Starting at the top line and ending at the last, restate the records exactly.

**Task material:**
┌────────

//! # DC/OS Client Library
//!
//! Client-side plumbing for addressing the Marathon and Metronome APIs
//! on a DC/OS cluster through a single HTTP client: signed auth token
//! parsing and login caching, TLS transport configuration, and
//! source-tag path rewriting.
//!
//! Modules:
//! - `auth` — token model, credentials, IAM login session
//! - `config` — immutable client configuration and its builder
//! - `routing` — source-tag path interceptor
//! - `transport` — reqwest client construction from a config
//! - `resilience` — retry policy for the login exchange

pub mod auth;
pub mod config;
pub mod resilience;
pub mod routing;
pub mod tests;
pub mod transport;
pub mod utils;

pub use crate::auth::credentials::AuthCredentials;
pub use crate::auth::session::AuthSession;
pub use crate::auth::token::AuthToken;
pub use crate::config::builder::ConfigBuilder;
pub use crate::config::types::{ClientConfig, TlsVersion};
pub use crate::routing::interceptor::{ApiSource, PathInterceptor};
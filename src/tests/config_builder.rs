#[cfg(test)]
mod test {

    use crate::auth::credentials::AuthCredentials;
    use crate::config::types::{ClientConfig, TlsVersion};

    #[test]
    fn unset_paths_resolve_to_service_defaults_at_build_time() {
        let config = ClientConfig::builder().build();

        assert_eq!(config.marathon_path(), "/service/marathon");
        assert_eq!(config.metronome_path(), "/service/metronome");
        assert_eq!(config.insecure_skip_tls_verify(), false);
        assert!(config.credentials().is_none());
        assert!(config.ca_cert_data().is_none());
        assert!(config.ca_cert_file().is_none());
        assert!(config.tls_versions().is_none());
    }

    #[test]
    fn explicit_fields_land_in_the_config() {
        let creds = AuthCredentials::for_user_account("admin", "secret");
        let config = ClientConfig::builder()
            .with_credentials(creds.clone())
            .insecure_skip_tls_verify()
            .with_ca_cert_data("bm90LWEtY2VydA")
            .with_ca_cert_file("/run/dcos/ca.pem")
            .with_marathon_path("/marathon-ha")
            .with_metronome_path("/metronome-ha")
            .with_tls_versions(vec![TlsVersion::Tls1_2, TlsVersion::Tls1_3])
            .build();

        assert_eq!(config.credentials(), Some(&creds));
        assert_eq!(config.insecure_skip_tls_verify(), true);
        assert_eq!(config.ca_cert_data(), Some("bm90LWEtY2VydA"));
        assert_eq!(
            config.ca_cert_file().map(|p| p.display().to_string()),
            Some("/run/dcos/ca.pem".to_owned())
        );
        assert_eq!(config.marathon_path(), "/marathon-ha");
        assert_eq!(config.metronome_path(), "/metronome-ha");
        assert_eq!(
            config.tls_versions(),
            Some(&[TlsVersion::Tls1_2, TlsVersion::Tls1_3][..])
        );
    }

    #[test]
    fn seeded_builder_copies_everything_and_leaves_the_seed_alone() {
        let original = ClientConfig::builder()
            .with_credentials(AuthCredentials::for_service_account("svc", "login-jwt"))
            .with_insecure_skip_tls_verify(true)
            .with_metronome_path("/metronome-ha")
            .with_tls_versions(vec![TlsVersion::Tls1_2])
            .build();

        let modified = ClientConfig::builder_from(&original)
            .with_marathon_path("/x")
            .build();

        // differs only in the marathon path
        assert_eq!(modified.marathon_path(), "/x");
        assert_eq!(
            ClientConfig::builder_from(&modified)
                .with_marathon_path(original.marathon_path())
                .build(),
            original
        );

        // the seed config itself is untouched
        assert_eq!(original.marathon_path(), "/service/marathon");
        assert_eq!(original.metronome_path(), "/metronome-ha");
        assert_eq!(original.tls_versions(), Some(&[TlsVersion::Tls1_2][..]));
    }

    #[test]
    fn cert_data_and_cert_file_may_coexist() {
        // mutual exclusivity is intentionally not enforced at build time
        let config = ClientConfig::builder()
            .with_ca_cert_data("bm90LWEtY2VydA")
            .with_ca_cert_file("/run/dcos/ca.pem")
            .build();

        assert!(config.ca_cert_data().is_some());
        assert!(config.ca_cert_file().is_some());
    }
}
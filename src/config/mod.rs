pub mod builder;
pub mod types;
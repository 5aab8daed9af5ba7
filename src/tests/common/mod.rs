// tests/common/mod.rs

use base64::engine::general_purpose::URL_SAFE_NO_PAD;
use base64::Engine;
use reqwest::Client;

/// Minimal unsigned JWT for tests: `{"exp": exp}` with an empty
/// signature segment. Structurally valid, never signature-checked.
pub fn sample_jwt(exp: i64) -> String {
    let header = URL_SAFE_NO_PAD.encode(r#"{"alg":"none"}"#);
    let payload = URL_SAFE_NO_PAD.encode(format!(r#"{{"exp":{}}}"#, exp));
    format!("{}.{}.", header, payload)
}

/// Same, with issuer and subject claims filled in.
pub fn sample_jwt_with_claims(exp: i64, iss: &str, sub: &str) -> String {
    let header = URL_SAFE_NO_PAD.encode(r#"{"alg":"none"}"#);
    let payload = URL_SAFE_NO_PAD.encode(format!(
        r#"{{"exp":{},"iss":"{}","sub":"{}"}}"#,
        exp, iss, sub
    ));
    format!("{}.{}.", header, payload)
}

pub fn build_reqwest_client() -> Client {
    Client::builder()
        .timeout(std::time::Duration::from_secs(5))
        .build()
        .expect("reqwest client")
}
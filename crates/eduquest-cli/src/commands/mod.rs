//! Subcommands. Each screen of the platform is one module.

pub mod admin;
pub mod assessment;
pub mod init;
pub mod landing;
pub mod reset;
pub mod student;
pub mod study;

use std::path::{Path, PathBuf};

use anyhow::Result;
use tokio_util::sync::CancellationToken;

use eduquest_client::config::load_config_from;
use eduquest_client::{create_api, EduquestConfig, HttpLearningApi};
use eduquest_core::session::SessionStore;

/// What every screen needs: configuration, the session file and the root
/// cancellation token.
pub struct Context {
    pub config: EduquestConfig,
    pub session_path: PathBuf,
    pub cancel: CancellationToken,
}

impl Context {
    /// Load configuration and apply command-line overrides.
    pub fn load(
        config_path: Option<&Path>,
        api_url: Option<String>,
        session_path: Option<PathBuf>,
        cancel: CancellationToken,
    ) -> Result<Self> {
        let mut config = load_config_from(config_path)?;
        if let Some(url) = api_url {
            config.api.base_url = Some(url);
        }
        let session_path = session_path.unwrap_or_else(|| config.session_path.clone());
        Ok(Self {
            config,
            session_path,
            cancel,
        })
    }

    pub fn api(&self) -> Result<HttpLearningApi> {
        create_api(&self.config)
    }

    pub fn session(&self) -> Result<SessionStore> {
        SessionStore::open(&self.session_path)
    }
}

/// Print a screen heading.
fn heading(title: &str) {
    println!("{title}");
    println!("{}", "=".repeat(title.chars().count()));
}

└────────

**Exercise result:**
//! # DC/OS Client Library
//!
//! Client-side plumbing for addressing the Marathon and Metronome APIs
//! on a DC/OS cluster through a single HTTP client: signed auth token
//! parsing and login caching, TLS transport configuration, and
//! source-tag path rewriting.
//!
//! Modules:
//! - `auth` — token model, credentials, IAM login session
//! - `config` — immutable client configuration and its builder
//! - `routing` — source-tag path interceptor
//! - `transport` — reqwest client construction from a config
//! - `resilience` — retry policy for the login exchange

pub mod auth;
pub mod config;
pub mod resilience;
pub mod routing;
pub mod tests;
pub mod transport;
pub mod utils;

pub use crate::auth::credentials::AuthCredentials;
pub use crate::auth::session::AuthSession;
pub use crate::auth::token::AuthToken;
pub use crate::config::builder::ConfigBuilder;
pub use crate::config::types::{ClientConfig, TlsVersion};
pub use crate::routing::interceptor::{ApiSource, PathInterceptor};
filename src/tests/config_builder.rs
#[cfg(test)]
mod test {

    use crate::auth::credentials::AuthCredentials;
    use crate::config::types::{ClientConfig, TlsVersion};

    #[test]
    fn unset_paths_resolve_to_service_defaults_at_build_time() {
        let config = ClientConfig::builder().build();

        assert_eq!(config.marathon_path(), "/service/marathon");
        assert_eq!(config.metronome_path(), "/service/metronome");
        assert_eq!(config.insecure_skip_tls_verify(), false);
        assert!(config.credentials().is_none());
        assert!(config.ca_cert_data().is_none());
        assert!(config.ca_cert_file().is_none());
        assert!(config.tls_versions().is_none());
    }

    #[test]
    fn explicit_fields_land_in_the_config() {
        let creds = AuthCredentials::for_user_account("admin", "secret");
        let config = ClientConfig::builder()
            .with_credentials(creds.clone())
            .insecure_skip_tls_verify()
            .with_ca_cert_data("bm90LWEtY2VydA")
            .with_ca_cert_file("/run/dcos/ca.pem")
            .with_marathon_path("/marathon-ha")
            .with_metronome_path("/metronome-ha")
            .with_tls_versions(vec![TlsVersion::Tls1_2, TlsVersion::Tls1_3])
            .build();

        assert_eq!(config.credentials(), Some(&creds));
        assert_eq!(config.insecure_skip_tls_verify(), true);
        assert_eq!(config.ca_cert_data(), Some("bm90LWEtY2VydA"));
        assert_eq!(
            config.ca_cert_file().map(|p| p.display().to_string()),
            Some("/run/dcos/ca.pem".to_owned())
        );
        assert_eq!(config.marathon_path(), "/marathon-ha");
        assert_eq!(config.metronome_path(), "/metronome-ha");
        assert_eq!(
            config.tls_versions(),
            Some(&[TlsVersion::Tls1_2, TlsVersion::Tls1_3][..])
        );
    }

    #[test]
    fn seeded_builder_copies_everything_and_leaves_the_seed_alone() {
        let original = ClientConfig::builder()
            .with_credentials(AuthCredentials::for_service_account("svc", "login-jwt"))
            .with_insecure_skip_tls_verify(true)
            .with_metronome_path("/metronome-ha")
            .with_tls_versions(vec![TlsVersion::Tls1_2])
            .build();

        let modified = ClientConfig::builder_from(&original)
            .with_marathon_path("/x")
            .build();

        // differs only in the marathon path
        assert_eq!(modified.marathon_path(), "/x");
        assert_eq!(
            ClientConfig::builder_from(&modified)
                .with_marathon_path(original.marathon_path())
                .build(),
            original
        );

        // the seed config itself is untouched
        assert_eq!(original.marathon_path(), "/service/marathon");
        assert_eq!(original.metronome_path(), "/metronome-ha");
        assert_eq!(original.tls_versions(), Some(&[TlsVersion::Tls1_2][..]));
    }

    #[test]
    fn cert_data_and_cert_file_may_coexist() {
        // mutual exclusivity is intentionally not enforced at build time
        let config = ClientConfig::builder()
            .with_ca_cert_data("bm90LWEtY2VydA")
            .with_ca_cert_file("/run/dcos/ca.pem")
            .build();

        assert!(config.ca_cert_data().is_some());
        assert!(config.ca_cert_file().is_some());
    }
}
filename src/config/mod.rs
pub mod builder;
pub mod types;
repository 5aab8daed9af5ba7
filename src/tests/common/mod.rs
// tests/common/mod.rs

use base64::engine::general_purpose::URL_SAFE_NO_PAD;
use base64::Engine;
use reqwest::Client;

/// Minimal unsigned JWT for tests: `{"exp": exp}` with an empty
/// signature segment. Structurally valid, never signature-checked.
pub fn sample_jwt(exp: i64) -> String {
    let header = URL_SAFE_NO_PAD.encode(r#"{"alg":"none"}"#);
    let payload = URL_SAFE_NO_PAD.encode(format!(r#"{{"exp":{}}}"#, exp));
    format!("{}.{}.", header, payload)
}

/// Same, with issuer and subject claims filled in.
pub fn sample_jwt_with_claims(exp: i64, iss: &str, sub: &str) -> String {
    let header = URL_SAFE_NO_PAD.encode(r#"{"alg":"none"}"#);
    let payload = URL_SAFE_NO_PAD.encode(format!(
        r#"{{"exp":{},"iss":"{}","sub":"{}"}}"#,
        exp, iss, sub
    ));
    format!("{}.{}.", header, payload)
}

pub fn build_reqwest_client() -> Client {
    Client::builder()
        .timeout(std::time::Duration::from_secs(5))
        .build()
        .expect("reqwest client")
}
filename crates/eduquest-cli/src/commands/mod.rs
//! Subcommands. Each screen of the platform is one module.

pub mod admin;
pub mod assessment;
pub mod init;
pub mod landing;
pub mod reset;
pub mod student;
pub mod study;

use std::path::{Path, PathBuf};

use anyhow::Result;
use tokio_util::sync::CancellationToken;

use eduquest_client::config::load_config_from;
use eduquest_client::{create_api, EduquestConfig, HttpLearningApi};
use eduquest_core::session::SessionStore;

/// What every screen needs: configuration, the session file and the root
/// cancellation token.
pub struct Context {
    pub config: EduquestConfig,
    pub session_path: PathBuf,
    pub cancel: CancellationToken,
}

impl Context {
    /// Load configuration and apply command-line overrides.
    pub fn load(
        config_path: Option<&Path>,
        api_url: Option<String>,
        session_path: Option<PathBuf>,
        cancel: CancellationToken,
    ) -> Result<Self> {
        let mut config = load_config_from(config_path)?;
        if let Some(url) = api_url {
            config.api.base_url = Some(url);
        }
        let session_path = session_path.unwrap_or_else(|| config.session_path.clone());
        Ok(Self {
            config,
            session_path,
            cancel,
        })
    }

    pub fn api(&self) -> Result<HttpLearningApi> {
        create_api(&self.config)
    }

    pub fn session(&self) -> Result<SessionStore> {
        SessionStore::open(&self.session_path)
    }
}

/// Print a screen heading.
fn heading(title: &str) {
    println!("{title}");
    println!("{}", "=".repeat(title.chars().count()));
}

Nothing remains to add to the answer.